Revealed: ALL Coronavirus Act charges were wrongful
Every single prosecution brought using controversial powers introduced at the start of the coronavirus pandemic has been wrongful, an official review has found.
The Crown Prosecution Service (CPS) said that all 270 charges under the Coronavirus Act had been withdrawn in court, or overturned after innocent people were convicted in England and Wales.
A spokesperson said that no case of “a potentially infectious person refusing to comply with a lawful instruction” – the test required by the law – had occurred in the year after the act came into force.
The Coronavirus Act was drawn up early in March 2020, at a time when the virus’ threat was mainly perceived to come from abroad, and created powers to stop infectious people arriving in the UK leaving “places suitable for screening and assessment”.

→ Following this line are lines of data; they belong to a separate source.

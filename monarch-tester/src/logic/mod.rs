pub mod pacing;
pub mod policy;
pub mod reports;
pub mod seeds;
pub mod simulation;
pub mod storage;

pub use pacing::Pacing;
pub use policy::GameplayStrategy;
pub use seeds::resolve_seed_inputs;
pub use simulation::{RunConfig, RunSummary, run_seeds};
pub use storage::JsonFileStorage;
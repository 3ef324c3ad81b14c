use std::collections::VecDeque;
use std::fmt;

use monarch_game::constants::NODE_CAPTURE_COST;
use monarch_game::{Direction, GameInstance, NodeId, SubjectType};
use rand::SeedableRng;
use rand::seq::SliceRandom;
use rand_chacha::ChaCha20Rng;

/// Policy interface for automated play strategies.
///
/// `act` is called once per tick, before the world advances. Policies issue
/// intents only; a declined command is simply tried again later.
pub trait PlayerPolicy {
    /// Name used for logging/debug output.
    fn name(&self) -> &'static str;

    fn act(&mut self, game: &mut GameInstance);
}

/// Built-in gameplay strategies for automated runs.
#[derive(Clone, Copy, Debug, PartialEq, Eq, Hash)]
pub enum GameplayStrategy {
    Idle,
    Expansionist,
    Warlord,
}

impl GameplayStrategy {
    pub const ALL: [Self; 3] = [Self::Idle, Self::Expansionist, Self::Warlord];

    #[must_use]
    pub fn label(self) -> &'static str {
        match self {
            GameplayStrategy::Idle => "Idle",
            GameplayStrategy::Expansionist => "Expansionist",
            GameplayStrategy::Warlord => "Warlord",
        }
    }

    #[must_use]
    pub fn create_policy(self, seed: u64) -> Box<dyn PlayerPolicy + Send> {
        match self {
            GameplayStrategy::Idle => Box::new(IdlePolicy),
            GameplayStrategy::Expansionist => Box::new(ExpansionistPolicy::default()),
            GameplayStrategy::Warlord => Box::new(WarlordPolicy::new(seed)),
        }
    }

    /// Parse a strategy name, ignoring case and separators.
    #[must_use]
    pub fn from_key(key: &str) -> Option<Self> {
        let normalized: String = key
            .chars()
            .filter(char::is_ascii_alphanumeric)
            .map(|c| c.to_ascii_lowercase())
            .collect();
        match normalized.as_str() {
            "idle" | "none" => Some(Self::Idle),
            "expansionist" | "expand" => Some(Self::Expansionist),
            "warlord" | "war" => Some(Self::Warlord),
            _ => None,
        }
    }
}

impl fmt::Display for GameplayStrategy {
    fn fmt(&self, f: &mut fmt::Formatter<'_>) -> fmt::Result {
        f.write_str(self.label())
    }
}

/// Never touches the keyboard: the capital alone against the night.
pub struct IdlePolicy;

impl PlayerPolicy for IdlePolicy {
    fn name(&self) -> &'static str {
        "Idle"
    }

    fn act(&mut self, _game: &mut GameInstance) {}
}

/// Remaining hops of a planned walk, steered with direction keys.
#[derive(Debug, Default)]
struct Route {
    hops: VecDeque<NodeId>,
}

impl Route {
    fn plan(&mut self, game: &GameInstance, to: NodeId) {
        self.hops.clear();
        if let Some(from) = game.ruler_node() {
            self.hops.extend(game.map().path(from, to));
        }
    }

    fn is_done(&self) -> bool {
        self.hops.is_empty()
    }

    /// Press the key for the next hop. Returns `true` while still travelling.
    fn steer(&mut self, game: &mut GameInstance) -> bool {
        let Some(here) = game.ruler_node() else {
            return true;
        };
        while self.hops.front() == Some(&here) {
            self.hops.pop_front();
        }
        let Some(next) = self.hops.front().copied() else {
            return false;
        };
        let map = game.map();
        match Direction::between(map.position(here), map.position(next)) {
            Some(direction) => {
                game.start_movement(direction);
                true
            }
            None => {
                self.hops.clear();
                false
            }
        }
    }
}

/// Uncaptured, unfortified children of nodes that can support a capture today.
fn capture_candidates(game: &GameInstance) -> Vec<NodeId> {
    let state = game.state();
    state
        .captured_nodes()
        .iter()
        .filter(|node| !state.captured_this_turn.contains(*node))
        .flat_map(|node| state.map.children(*node).iter().copied())
        .filter(|child| !state.is_captured(*child) && !state.strongholds.contains_key(child))
        .collect()
}

/// Equip soldiers, then fill the purse from the capital.
fn resupply(game: &mut GameInstance) {
    while game.equip_subject(SubjectType::Soldier).is_ok() {}
    let _ = game.withdraw_gold(u32::MAX);
}

/// Walks out by day, takes the shallowest open node it can afford and
/// returns home to restock once the purse runs dry.
#[derive(Debug, Default)]
pub struct ExpansionistPolicy {
    route: Route,
    target: Option<NodeId>,
    restocked_on: Option<u32>,
}

impl ExpansionistPolicy {
    fn pick_target(game: &GameInstance, candidates: &[NodeId]) -> Option<NodeId> {
        candidates
            .iter()
            .copied()
            .min_by_key(|node| (game.map().depth(*node), *node))
    }

    /// Shared day routine; `choose` picks among open targets.
    fn day_step(
        &mut self,
        game: &mut GameInstance,
        choose: impl FnOnce(&GameInstance, &[NodeId]) -> Option<NodeId>,
    ) -> Option<NodeId> {
        if self.route.steer(game) {
            return None;
        }
        let here = game.ruler_node()?;
        let root = game.map().root();
        let day = game.state().calendar.day;

        if here == root && self.restocked_on != Some(day) {
            resupply(game);
            self.restocked_on = Some(day);
        }

        if let Some(target) = self.target.take()
            && target == here
            && game.capture_node(here).is_ok()
        {
            return Some(here);
        }

        if game.state().ruler.gold < NODE_CAPTURE_COST {
            if here != root {
                self.route.plan(game, root);
            }
            return None;
        }

        let candidates = capture_candidates(game);
        if let Some(target) = choose(game, &candidates) {
            self.target = Some(target);
            self.route.plan(game, target);
        }
        None
    }
}

impl PlayerPolicy for ExpansionistPolicy {
    fn name(&self) -> &'static str {
        "Expansionist"
    }

    fn act(&mut self, game: &mut GameInstance) {
        if !game.state().is_daytime() {
            // Finish the current road, then wait for dawn.
            self.route.hops.clear();
            return;
        }
        self.day_step(game, Self::pick_target);
    }
}

/// Expands at random, walls every fresh conquest and sends soldiers
/// against the nearest stronghold whenever a frontier allows it.
pub struct WarlordPolicy {
    expansion: ExpansionistPolicy,
    rng: ChaCha20Rng,
}

impl WarlordPolicy {
    #[must_use]
    pub fn new(seed: u64) -> Self {
        Self {
            expansion: ExpansionistPolicy::default(),
            rng: ChaCha20Rng::seed_from_u64(seed),
        }
    }

    fn fortify(game: &mut GameInstance, node: NodeId) {
        if game.state().walls.contains_key(&node) {
            let _ = game.upgrade_wall();
        } else {
            let _ = game.build_wall();
        }
        if game.can_launch_sortie(node) {
            let _ = game.launch_sortie();
        }
    }
}

impl PlayerPolicy for WarlordPolicy {
    fn name(&self) -> &'static str {
        "Warlord"
    }

    fn act(&mut self, game: &mut GameInstance) {
        if !game.state().is_daytime() {
            self.expansion.route.hops.clear();
            return;
        }
        let rng = &mut self.rng;
        let captured = self
            .expansion
            .day_step(game, |_, candidates| candidates.choose(rng).copied());
        if let Some(node) = captured {
            Self::fortify(game, node);
        } else if let Some(here) = game.ruler_node()
            && self.expansion.route.is_done()
            && game.is_frontier(here)
            && game.can_launch_sortie(here)
        {
            let _ = game.launch_sortie();
        }
    }
}

#[cfg(test)]
mod tests {
    use super::*;
    use monarch_game::{DifficultyLevel, GameSettings, MapDifficulty, MapSize};

    fn game(seed: u64) -> GameInstance {
        GameInstance::new(
            GameSettings::new(DifficultyLevel::Easy, MapDifficulty::Easy, MapSize::Small)
                .with_seed(seed),
        )
    }

    fn run_daylight(policy: &mut dyn PlayerPolicy, game: &mut GameInstance) {
        while game.state().is_daytime() {
            policy.act(game);
            if game.advance(0.002).is_err() {
                break;
            }
        }
    }

    #[test]
    fn strategy_keys_parse_loosely() {
        assert_eq!(GameplayStrategy::from_key("Expansionist"), Some(GameplayStrategy::Expansionist));
        assert_eq!(GameplayStrategy::from_key("war-lord"), Some(GameplayStrategy::Warlord));
        assert_eq!(GameplayStrategy::from_key("IDLE"), Some(GameplayStrategy::Idle));
        assert_eq!(GameplayStrategy::from_key("pacifist"), None);
        for strategy in GameplayStrategy::ALL {
            assert_eq!(strategy.create_policy(1).name(), strategy.label());
        }
    }

    #[test]
    fn idle_policy_never_leaves_the_capital() {
        let mut game = game(11);
        let mut policy = GameplayStrategy::Idle.create_policy(11);
        run_daylight(policy.as_mut(), &mut game);
        assert_eq!(game.ruler_node(), Some(game.map().root()));
        assert_eq!(game.state().captured_nodes().len(), 1);
    }

    #[test]
    fn expansionist_takes_ground_on_its_first_day() {
        let mut game = game(12);
        let mut policy = GameplayStrategy::Expansionist.create_policy(12);
        run_daylight(policy.as_mut(), &mut game);
        assert!(game.state().captured_nodes().len() > 1);
        assert!(game.state().is_ledger_consistent());
    }

    #[test]
    fn routes_follow_the_tree_one_road_at_a_time() {
        let mut game = game(13);
        let root = game.map().root();
        let lane = game.map().children(root)[0];
        let mut route = Route::default();
        route.plan(&game, lane);
        assert!(route.steer(&mut game));
        while game.ruler_node() != Some(lane) {
            assert!(game.advance(0.002).is_ok());
        }
        assert!(!route.steer(&mut game));
        assert!(route.is_done());
    }
}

Separate sets of laws, known as the Health Protection Regulations, were later introduced to enforce lockdowns, restrictions on gatherings, the wearing of face masks, quarantine and other measures.
The CPS said its ongoing review also found that 279 charges under the Health Protection Regulations had also been unlawful between March 2020 and March 2021 – 18 per cent of the total.
Overall, 549 incorrect charges were identified out of 1,821 prosecutions using all coronavirus laws, meaning around a third were wrongful.
More charges are going through the courts and the CPS said its review would continue.